The California cap-and-trade program may also be distributing benefits unequally. Companies that emit greenhouse gases there tend to be located in areas where more people live in poverty, but the program hasn’t led to environmental benefits in those neighborhoods, according to a recent analysis in PLOS Medicine. Greenhouse gas emissions in neighborhoods near polluters actually increased from 2013 to 2015, compared with 2011 to 2012, the authors find. They peg overall greenhouse gas reductions to the state importing less electricity from coal-fired plants. Emissions reductions also vary widely by industry, the authors find. Seventy percent of certain power plants reduced emissions over the period studied, while 75% of cement plants increased emissions. A glut of allowances on the market may keep local, lower-income California communities from enjoying the environmental benefits of cap-and-trade.

“There was a larger aggregate decrease in local [greenhouse gas] emissions in 2015 compared to prior years, suggesting that greater reductions may be achieved going forward as the cap is lowered further,” write San Francisco State University assistant professor Lara Cushing and her co-authors. “However, banking of excess allowances from early years of the program and the substantial use of offset credits suggest that there may continue to be little reduction in in-state emissions.”
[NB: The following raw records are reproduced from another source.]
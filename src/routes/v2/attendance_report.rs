use axum::Router;
use axum::routing::get;
use crate::handler::report_handler::{attendance_report, attendance_report_download};
use crate::state::attendance_state::AttendanceState;

pub fn new_attendance_report_route() -> Router<AttendanceState> {
    Router::new()
        .route("/report", get(attendance_report))
        .route("/report/download", get(attendance_report_download))
}
use ndarray::{Array1, Array2};

pub fn argsort_descending(scores_ravel: &Vec<f32>) -> Vec<usize> {
    let mut indices: Vec<usize> = (0..scores_ravel.len()).collect();

    indices.sort_by(|&i, &j| scores_ravel[j].partial_cmp(&scores_ravel[i]).unwrap_or(std::cmp::Ordering::Equal));

    indices
}

pub fn l2_normalize(v: &Array1<f32>) -> Array1<f32> {
    let norm = v.mapv(|x| x * x).sum().sqrt();
    if norm == 0.0 {
        return v.to_owned();
    }
    v / norm
}

pub fn mean_std(arr: &Array2<f32>) -> (f32, f32) {
    let n = arr.len() as f32;
    if n == 0.0 {
        return (0.0, 0.0);
    }
    let mean = arr.sum() / n;
    let variance = arr.mapv(|x| (x - mean) * (x - mean)).sum() / n;
    (mean, variance.sqrt())
}

/// Variance of the 4-neighbour Laplacian response. Low values indicate a
/// blurred or texture-poor patch.
pub fn laplacian_variance(gray: &Array2<f32>) -> f32 {
    let (rows, cols) = gray.dim();
    if rows < 3 || cols < 3 {
        return 0.0;
    }

    let mut responses: Vec<f32> = Vec::with_capacity((rows - 2) * (cols - 2));
    for i in 1..rows - 1 {
        for j in 1..cols - 1 {
            let response = gray[[i - 1, j]] + gray[[i + 1, j]] + gray[[i, j - 1]] + gray[[i, j + 1]]
                - 4.0 * gray[[i, j]];
            responses.push(response);
        }
    }

    let n = responses.len() as f32;
    let mean = responses.iter().sum::<f32>() / n;
    responses.iter().map(|r| (r - mean) * (r - mean)).sum::<f32>() / n
}

#[cfg(test)]
mod tests {
    use ndarray::{arr1, Array2};
    use super::*;

    #[test]
    fn test_argsort_descending() {
        let scores = vec![0.2, 0.9, 0.5];
        assert_eq!(argsort_descending(&scores), vec![1, 2, 0]);
    }

    #[test]
    fn test_l2_normalize() {
        let v = arr1(&[3.0, 4.0]);
        let normalized = l2_normalize(&v);
        assert!((normalized[0] - 0.6).abs() < 1e-6);
        assert!((normalized[1] - 0.8).abs() < 1e-6);

        let zero = arr1(&[0.0, 0.0]);
        assert_eq!(l2_normalize(&zero), zero);
    }

    #[test]
    fn test_mean_std() {
        let arr = Array2::from_shape_vec((1, 4), vec![2.0, 4.0, 4.0, 6.0]).unwrap();
        let (mean, std) = mean_std(&arr);
        assert!((mean - 4.0).abs() < 1e-6);
        assert!((std - std::f32::consts::SQRT_2).abs() < 1e-5);
    }

    #[test]
    fn test_laplacian_variance_flat_vs_textured() {
        let flat = Array2::<f32>::from_elem((16, 16), 128.0);
        assert!(laplacian_variance(&flat) < 1e-6);

        let textured = Array2::from_shape_fn((16, 16), |(i, j)| {
            if (i + j) % 2 == 0 { 255.0 } else { 0.0 }
        });
        assert!(laplacian_variance(&textured) > 1_000.0);
    }
}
Environmental lawyer Alice Kaswan at the University of San Francisco School of Law similarly concludes that California’s cap-and-trade program has provided minimal benefits to lower-income communities near power plants, in a recent article in Natural Resources & Environment:

The data suggest that, although the state has reduced [greenhouse gas] emissions overall, there have been fewer reductions in the industrial sector and, consequently, fewer reductions (and co-pollutant reductions) in communities near industrial sources.

The result is not surprising. Because numerous state programs are designed to drive down emissions in the transportation and electricity sectors, those sectors are unlikely to have strong demand for emissions allowances or offsets. That means that ample, and inexpensive, allowances are available for industry, potentially leading industry to purchase allowances to maintain or, to the extent consistent with existing permits, increase emissions.

By the dawn of the next century, the things the U.S. produces might look much different from the things the nation produces today. Unexpected industries might dominate the economic mix. The future, in short, can be difficult to predict. But there’s one element of the research that appears almost certain to come to pass: the economic consequences of climate change will be felt unequally.

“It is unlikely that future research will overturn the fundamental finding that it is the poor who will suffer most from climate change and reducing poverty should be a key priority for policies aimed at alleviating the impact of climate change,” writes University of Sussex economics professor Richard Tol in a 2018 article in the Review of Environmental Economics and Policy.

Citation
Citation: William D. Nordhaus. “Economic Growth and Climate: The Carbon Dioxide Problem,” Cowles Foundation for Research in Economics at Yale University, October 1976, Discussion Paper No. 435.